General George A. Custer ([page 21]).
“You fellows can’t tell anything about it. Sounds of rushing water are always carried a long distance by rocks.”
“But we are not in the rocks now, we are in a clay bank.”
“Clay does the same thing; keep on digging.”
Two days later and there was a commotion at the lower end of the tunnel, when a full head of water came rushing out, bearing with it men, wheelbarrows and shovels. They were nearly drowned, and half frozen, when they scrambled out of the creek. Mad as hornets, they sought their civil engineer, but he was nowhere to be found. The work was done. The prospects were good. When their clothes were dried and they had eaten dinner, they laughed over the incident and pardoned Doc’s miscalculation. With pan and rocker, we now began to work the dry horseshoe bend. Nuggets weighing an ounce, and from that on down to the size of a pin head, were found. The fellows were honest, and made an even divide all around at the cleanup each night. In two months we had taken out over $6,000, and then sold the claim to a placer mining company for $18,000 in cash—$3,000 apiece for the six of us. In two months we were all broke; the money had gone into wildcat speculation in mines. But who cared? Were the hills not full of gold, and all to be had for the digging?

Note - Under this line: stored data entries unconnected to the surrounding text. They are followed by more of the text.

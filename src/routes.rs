//! Route discovery and aggregation of route resources into combined bundles.

use std::collections::BTreeMap;

use tracing::debug;

use crate::error::{BuildError, BuildResult};
use crate::models::{CombinedBundles, Resource, ResourceKind, TargetEnvironment};
use crate::project::OptimizerLayout;
use crate::tree::{ModuleNode, ResourceLoader};

/// Collect the module paths of every controller module below `node`.
///
/// Traversal is depth-first with children visited in tree order; the returned order decides the
/// concatenation order of the combined bundles.
pub fn collect_routes<L: ResourceLoader>(node: &ModuleNode, loader: &L) -> BuildResult<Vec<String>> {
  let mut routes = Vec::new();
  collect_routes_into(node, loader, &mut routes)?;
  Ok(routes)
}

fn collect_routes_into<L: ResourceLoader>(
  node: &ModuleNode,
  loader: &L,
  routes: &mut Vec<String>,
) -> BuildResult<()> {
  for child in node.children() {
    match child {
      ModuleNode::Module(module) => {
        let resources = loader.load_resources_for_module(module)?;
        if resources.is_controller {
          routes.push(module.module_path.clone());
        }
      }
      ModuleNode::Container(_) => collect_routes_into(child, loader, routes)?,
    }
  }
  Ok(())
}

/// Concatenate the browser scripts and stylesheets of every route into combined bundles.
///
/// Each module contributes through the first route that reaches it; later routes sharing the
/// module add nothing for it.
pub fn aggregate_resources<L: ResourceLoader>(
  root: &ModuleNode,
  loader: &L,
  route_paths: &[String],
  layout: &OptimizerLayout,
) -> BuildResult<CombinedBundles> {
  let mut aggregator = BundleAggregator::new(layout);

  for (ordinal, route_path) in route_paths.iter().enumerate() {
    let module = match root.find_node_with_path(route_path) {
      Some(ModuleNode::Module(module)) => module,
      Some(ModuleNode::Container(_)) => {
        return Err(BuildError::loader(route_path, "route resolves to a container node"));
      }
      None => return Err(BuildError::loader(route_path, "route not found in module tree")),
    };
    let resources = loader.load_resources_for_module(module)?;

    for stylesheet in &resources.stylesheets {
      aggregator.admit(ordinal, stylesheet);
    }
    for script in &resources.scripts {
      aggregator.admit(ordinal, script);
    }
  }

  Ok(aggregator.finish())
}

struct BundleAggregator<'a> {
  layout: &'a OptimizerLayout,
  // (kind, module path) -> ordinal of the route that admitted it
  admitted: BTreeMap<(ResourceKind, String), usize>,
  bundles: CombinedBundles,
  scripts: Vec<String>,
  stylesheets: Vec<String>,
}

impl<'a> BundleAggregator<'a> {
  fn new(layout: &'a OptimizerLayout) -> Self {
    Self {
      layout,
      admitted: BTreeMap::new(),
      bundles: CombinedBundles::default(),
      scripts: Vec::new(),
      stylesheets: Vec::new(),
    }
  }

  fn admit(&mut self, ordinal: usize, resource: &Resource) {
    if !resource.include_in_environment(TargetEnvironment::Browser) {
      return;
    }

    let key = (resource.kind, resource.module_path.clone());
    let admitting_route = *self.admitted.entry(key).or_insert(ordinal);
    if admitting_route != ordinal {
      return;
    }

    debug!(module = %resource.module_path, kind = ?resource.kind, "adding resource to bundle");
    match resource.kind {
      ResourceKind::Script => {
        self.scripts.push(resource.body.clone());
        self
          .bundles
          .alias_map
          .insert(resource.module_path.clone(), self.layout.script_bundle_path.clone());
      }
      ResourceKind::Stylesheet => {
        self.stylesheets.push(resource.body.clone());
        self
          .bundles
          .alias_map
          .entry(resource.module_path.clone())
          .or_insert_with(|| self.layout.stylesheet_bundle_path.clone());
      }
    }
  }

  fn finish(mut self) -> CombinedBundles {
    self.bundles.script = self.scripts.join("\n");
    self.bundles.stylesheet = self.stylesheets.join("\n");
    self.bundles
  }
}
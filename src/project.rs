//! Normalised build layout and the per-invocation build context.

use std::path::Path;

use crate::config::OptimizerConfig;
use crate::tree::{ModuleNode, ResourceLoader};

/// Owned, normalised view of an [`OptimizerConfig`].
///
/// All snapshot paths are slash-separated and rooted at `/`, so the static prefix and the two
/// synthetic bundle paths are stored in that same form.
#[derive(Debug, Clone, PartialEq, Eq)]
pub struct OptimizerLayout {
  /// Static prefix with a leading slash and no trailing slash; empty when every file is static.
  pub static_prefix: String,
  /// Name of the root child containing public routes.
  pub public_root: String,
  /// Snapshot path of the combined script bundle.
  pub script_bundle_path: String,
  /// Snapshot path of the combined stylesheet bundle.
  pub stylesheet_bundle_path: String,
  /// Number of digest characters in version tokens.
  pub digest_length: usize,
  /// Whether static scripts are minified on write.
  pub minify_scripts: bool,
}

impl OptimizerLayout {
  /// Normalise the configured values into snapshot paths.
  pub fn from_config(config: &OptimizerConfig) -> Self {
    let trimmed = config.static_prefix.trim_matches('/');
    let static_prefix = if trimmed.is_empty() {
      String::new()
    } else {
      format!("/{trimmed}")
    };

    Self {
      script_bundle_path: format!("{static_prefix}/{}", config.script_bundle_name),
      stylesheet_bundle_path: format!("{static_prefix}/{}", config.stylesheet_bundle_name),
      static_prefix,
      public_root: config.public_root.trim_matches('/').to_string(),
      digest_length: config.digest_length,
      minify_scripts: config.minify_scripts,
    }
  }

  /// Returns `true` when the snapshot path lives under the static prefix.
  pub fn is_static_path(&self, path: &str) -> bool {
    if self.static_prefix.is_empty() {
      return true;
    }
    path
      .strip_prefix(self.static_prefix.as_str())
      .is_some_and(|rest| rest.starts_with('/'))
  }
}

impl Default for OptimizerLayout {
  fn default() -> Self {
    Self::from_config(&OptimizerConfig::default())
  }
}

/// Everything a single build invocation reads from: the layout, the module tree, its loader and
/// the package directory on disk.
pub struct BuildContext<'a, L: ResourceLoader> {
  /// Normalised layout.
  pub layout: &'a OptimizerLayout,
  /// Root of the server's module tree.
  pub root: &'a ModuleNode,
  /// Loader resolving each module's resources.
  pub loader: &'a L,
  /// Source package directory that is snapshotted.
  pub package_path: &'a Path,
}

#[cfg(test)]
mod tests {
  use super::*;

  #[test]
  fn normalises_prefix_and_bundle_paths() {
    let layout = OptimizerLayout::from_config(&OptimizerConfig {
      static_prefix: "/assets/".into(),
      ..OptimizerConfig::default()
    });

    assert_eq!(layout.static_prefix, "/assets");
    assert_eq!(layout.script_bundle_path, "/assets/js-combined.js");
    assert_eq!(layout.stylesheet_bundle_path, "/assets/css-combined.css");
  }

  #[test]
  fn static_prefix_matches_whole_segments() {
    let layout = OptimizerLayout::default();
    assert!(layout.is_static_path("/static/js/app.js"));
    assert!(!layout.is_static_path("/staticfoo/app.js"));
    assert!(!layout.is_static_path("/templates/index.html"));
  }

  #[test]
  fn empty_prefix_marks_everything_static() {
    let layout = OptimizerLayout::from_config(&OptimizerConfig {
      static_prefix: "/".into(),
      ..OptimizerConfig::default()
    });
    assert_eq!(layout.script_bundle_path, "/js-combined.js");
    assert!(layout.is_static_path("/anything.css"));
  }
}
//! Data structures produced while optimizing a server's static tree.

use std::collections::{BTreeMap, BTreeSet};

use serde::{Deserialize, Serialize};

use crate::fingerprint::FingerprintIndex;

/// Mapping from module path to the combined bundle its resources were merged into.
pub type StaticAliasMap = BTreeMap<String, String>;

/// Environment a script may be evaluated in.
#[derive(Debug, Clone, Copy, PartialEq, Eq, PartialOrd, Ord, Hash, Deserialize, Serialize)]
#[serde(rename_all = "lowercase")]
pub enum TargetEnvironment {
  /// Shipped to and executed by the browser.
  Browser,
  /// Executed by the server only.
  Server,
}

/// Kind of a module resource.
#[derive(Debug, Clone, Copy, PartialEq, Eq, PartialOrd, Ord, Hash)]
pub enum ResourceKind {
  /// JavaScript source.
  Script,
  /// CSS source.
  Stylesheet,
}

/// A script or stylesheet owned by exactly one module.
#[derive(Debug, Clone, PartialEq, Eq)]
pub struct Resource {
  /// Path of the owning module.
  pub module_path: String,
  /// Resource kind.
  pub kind: ResourceKind,
  /// Raw source text.
  pub body: String,
  /// Environments a script is valid for. Ignored for stylesheets.
  pub environments: BTreeSet<TargetEnvironment>,
}

impl Resource {
  /// Build a script resource valid for the given environments.
  pub fn script(
    module_path: impl Into<String>,
    body: impl Into<String>,
    environments: impl IntoIterator<Item = TargetEnvironment>,
  ) -> Self {
    Self {
      module_path: module_path.into(),
      kind: ResourceKind::Script,
      body: body.into(),
      environments: environments.into_iter().collect(),
    }
  }

  /// Build a stylesheet resource.
  pub fn stylesheet(module_path: impl Into<String>, body: impl Into<String>) -> Self {
    Self {
      module_path: module_path.into(),
      kind: ResourceKind::Stylesheet,
      body: body.into(),
      environments: BTreeSet::new(),
    }
  }

  /// Whether the resource should be shipped to the given environment.
  pub fn include_in_environment(&self, environment: TargetEnvironment) -> bool {
    match self.kind {
      ResourceKind::Stylesheet => true,
      ResourceKind::Script => self.environments.contains(&environment),
    }
  }
}

/// Result of loading one module: its resources and those of its dependencies.
#[derive(Debug, Clone, Default, PartialEq, Eq)]
pub struct ModuleResources {
  /// Whether the loaded module acts as a route controller.
  pub is_controller: bool,
  /// Script resources, dependencies first.
  pub scripts: Vec<Resource>,
  /// Stylesheet resources, dependencies first.
  pub stylesheets: Vec<Resource>,
}

/// Combined bundle contents produced from every discovered route.
#[derive(Debug, Clone, Default, PartialEq, Eq)]
pub struct CombinedBundles {
  /// Module path to bundle path aliases.
  pub alias_map: StaticAliasMap,
  /// Newline-joined browser scripts.
  pub script: String,
  /// Newline-joined stylesheets.
  pub stylesheet: String,
}

/// Summary returned by [`crate::StaticBuilder::build`].
#[derive(Debug, Clone)]
pub struct BuildReport {
  /// Route module paths in discovery order.
  pub routes: Vec<String>,
  /// Alias map written next to the output tree, before reference rewriting.
  pub alias_map: StaticAliasMap,
  /// Original to versioned path for every static entry.
  pub fingerprints: FingerprintIndex,
  /// Number of text entries whose references were rewritten.
  pub files_rewritten: usize,
  /// Number of files written to the output directory.
  pub files_written: usize,
  /// Number of scripts minified on write.
  pub files_minified: usize,
}

#[cfg(test)]
mod tests {
  use super::*;

  #[test]
  fn scripts_honour_their_environments() {
    let server_only = Resource::script("lib/db", "query()", [TargetEnvironment::Server]);
    assert!(!server_only.include_in_environment(TargetEnvironment::Browser));
    assert!(server_only.include_in_environment(TargetEnvironment::Server));
  }

  #[test]
  fn stylesheets_ship_everywhere() {
    let sheet = Resource::stylesheet("public/home", "body{}");
    assert!(sheet.include_in_environment(TargetEnvironment::Browser));
  }

  #[test]
  fn environments_deserialise_lowercase() {
    let parsed: Vec<TargetEnvironment> = serde_json::from_str(r#"["browser","server"]"#).unwrap();
    assert_eq!(parsed, vec![
      TargetEnvironment::Browser,
      TargetEnvironment::Server
    ]);
  }
}
use std::collections::HashSet;

use contacts::error::ContactsError;
use contacts::export;
use contacts::import::{self, RejectedLine, HEADER};
use contacts::model::*;
use contacts::ops::contact_ops;
use contacts::store::ContactList;

const TIM: &str = "Tim,Py,123-456-7890,t@e.co,Corp,Dev,FRIEND";

// ==========================================================================
// PIPELINE TESTS
// ==========================================================================

#[test]
fn duplicate_short_lines_yield_one_contact_with_minted_id() {
    let report = import::import_lines([TIM, TIM], &mut RandomIds::seeded(11), 10_000).unwrap();
    assert_eq!(report.contacts.len(), 1);
    assert_eq!(report.duplicates_dropped, 1);

    let c = &report.contacts[0];
    let n: u32 = c.id.as_str().parse().unwrap();
    assert!((1..=1000).contains(&n));
    assert_eq!(c.first_name, "Tim");
    assert_eq!(c.relationship, "FRIEND");
}

#[test]
fn wrong_field_count_is_dropped_and_rest_imported() {
    let lines = [
        "Ann,Lee,,,,FAMILY",
        TIM,
        "1,2,3,4,5,6,7,8,9",
        "",
        "5,Sal,Java,987-654-3210,s@e.co,Corp,Lead,colleague",
    ];
    let report = import::import_lines(lines, &mut SequentialIds::default(), 100).unwrap();
    assert_eq!(report.lines_read, 5);
    assert_eq!(
        report.rejected,
        vec![
            RejectedLine { line_number: 1, field_count: 6 },
            RejectedLine { line_number: 3, field_count: 9 },
            RejectedLine { line_number: 4, field_count: 0 },
        ]
    );
    let names: Vec<&str> = report.contacts.iter().map(|c| c.first_name.as_str()).collect();
    assert_eq!(names, vec!["Tim", "Sal"]);
}

#[test]
fn full_id_space_drops_only_the_row_without_an_id() {
    let mut lines: Vec<String> = (1..=1000).map(|n| format!("{n},P{n},X,,,,,FRIEND")).collect();
    lines.push(TIM.to_string());

    let report = import::import_lines(&lines, &mut RandomIds::seeded(9), 10_000).unwrap();
    assert_eq!(report.contacts.len(), 1000);
    assert_eq!(report.unassigned, vec![1001]);
    assert!(report.rejected.is_empty());
    assert!(report.contacts.iter().all(|c| c.first_name != "Tim"));
}

#[test]
fn padded_explicit_ids_are_reserved() {
    let lines = ["07,Ann,Lee,,,,,FAMILY", " 1,Bo,Ray,,,,,friend", TIM];
    let mut source = SequentialIds::default();
    let report = import::import_lines(lines, &mut source, 100).unwrap();
    let ids: Vec<&str> = report.contacts.iter().map(|c| c.id.as_str()).collect();
    assert_eq!(ids, vec!["7", "1", "2"]);
}

#[test]
fn header_line_is_skipped() {
    let report = import::import_lines([HEADER, TIM], &mut SequentialIds::default(), 100).unwrap();
    assert_eq!(report.contacts.len(), 1);
    assert!(report.rejected.is_empty());
}

#[test]
fn explicit_ids_are_kept_and_never_reused() {
    let lines = [TIM, "1,Ann,Lee,,,,,FAMILY", "2,Bo,Ray,,,,,friend", "Cy,Dee,,,,,SUPERVISOR"];
    let report = import::import_lines(lines, &mut SequentialIds::default(), 100).unwrap();
    let ids: HashSet<&str> = report.contacts.iter().map(|c| c.id.as_str()).collect();
    assert_eq!(ids.len(), 4);
    assert!(ids.contains("1") && ids.contains("2"));

    let ann = report.contacts.iter().find(|c| c.first_name == "Ann").unwrap();
    assert_eq!(ann.id, ContactId::from(1));
    let tim = report.contacts.iter().find(|c| c.first_name == "Tim").unwrap();
    assert_eq!(tim.id, ContactId::from(3));
    let cy = report.contacts.iter().find(|c| c.first_name == "Cy").unwrap();
    assert_eq!(cy.id, ContactId::from(4));
}

#[test]
fn line_dedup_compares_ids_but_semantic_check_does_not() {
    let lines = ["7,Ann,Lee,,,,,FAMILY", "8,Ann,Lee,,,,,FAMILY", "7,Ann,Lee,,,,,FAMILY"];
    let report = import::import_lines(lines, &mut SequentialIds::default(), 100).unwrap();
    assert_eq!(report.contacts.len(), 2);
    assert_eq!(report.duplicates_dropped, 1);
    assert!(report.contacts[0].is_semantic_duplicate(&report.contacts[1]));
}

#[test]
fn pipeline_does_not_validate_fields() {
    let report = import::import_lines(
        [",,not-a-phone,nomail,,,STRANGER"],
        &mut SequentialIds::default(),
        100,
    )
    .unwrap();
    assert_eq!(report.contacts.len(), 1);
    assert!(!report.contacts[0].validate().is_valid());
}

#[test]
fn whitespace_values_become_empty() {
    let report = import::import_lines([" ,Ann, ,,,,,FAMILY"], &mut SequentialIds::default(), 100)
        .unwrap();
    let c = &report.contacts[0];
    assert_eq!(c.id.as_str(), "0");
    assert_eq!(c.last_name, "");
}

// ==========================================================================
// FILE TESTS
// ==========================================================================

#[test]
fn import_file_rejects_other_extensions() {
    let dir = tempfile::tempdir().unwrap();
    let path = dir.path().join("contacts.json");
    std::fs::write(&path, TIM).unwrap();
    let err = import::import_file(&path, &mut SequentialIds::default(), 100).unwrap_err();
    assert!(matches!(err, ContactsError::UnsupportedFile { .. }));
}

#[test]
fn import_file_missing_is_io_error() {
    let dir = tempfile::tempdir().unwrap();
    let err = import::import_file(&dir.path().join("nope.csv"), &mut SequentialIds::default(), 100)
        .unwrap_err();
    assert!(matches!(err, ContactsError::Io(_)));
}

#[test]
fn export_then_import_restores_the_book() {
    let dir = tempfile::tempdir().unwrap();
    let mut list = ContactList::new();
    let mut ids = RandomIds::seeded(5);
    contact_ops::add_contact(&mut list, &["Tim", "Py", "123-456-7890", "t@e.co", "Corp", "Dev", "FRIEND"], &mut ids, 100).unwrap();
    contact_ops::add_contact(&mut list, &["Ann", "Lee", "", "", "Acme, Inc", "", "family"], &mut ids, 100).unwrap();

    let path = export::export_to_dir(dir.path(), "book_", list.as_slice()).unwrap();
    let report = import::import_file(&path, &mut ids, 100).unwrap();
    assert!(report.rejected.is_empty());
    assert_eq!(report.lines_read, 3);

    let mut restored = ContactList::new();
    let admission = contact_ops::admit_import(&mut restored, report.contacts, true);
    assert_eq!(admission.admitted, 2);
    for original in &list {
        assert_eq!(restored.find_by_id(&original.id), Some(original));
    }
}

#[test]
fn import_file_with_crlf_line_endings() {
    let dir = tempfile::tempdir().unwrap();
    let path = dir.path().join("contacts.TXT");
    std::fs::write(&path, format!("{HEADER}\r\n{TIM}\r\n3,Ann,Lee,,,,,FAMILY\r\n")).unwrap();
    let report = import::import_file(&path, &mut SequentialIds::default(), 100).unwrap();
    assert_eq!(report.contacts.len(), 2);
    assert!(report.contacts.iter().all(|c| !c.relationship.ends_with('\r')));
}
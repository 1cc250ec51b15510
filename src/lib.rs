pub mod cli;
pub mod config;
pub mod error;
pub mod export;
pub mod import;
pub mod model;
pub mod ops;
pub mod store;
pub mod validation;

I joined a party who went thirty miles to the northwest in search of new diggings, and the most that came of it was a laughable incident.
The great hills rose on every side, frowning darkly in the dense forest of pine. Our voices echoed from rock to rock, as we sat one noon-day about our camp-fire, talking of possible finds, when, bareheaded, with hair disheveled, blood flowing from a wound in his face, and a wildcat held to his chest in close embrace, Mark Witherspoon rushed into camp, yelling at the top of his voice. He was prospecting in a ravine a mile distant, when he saw something waving in the underbrush. Thinking it was mountain grouse, he advanced in hope of getting a shot, when a huge wildcat sprang at his throat.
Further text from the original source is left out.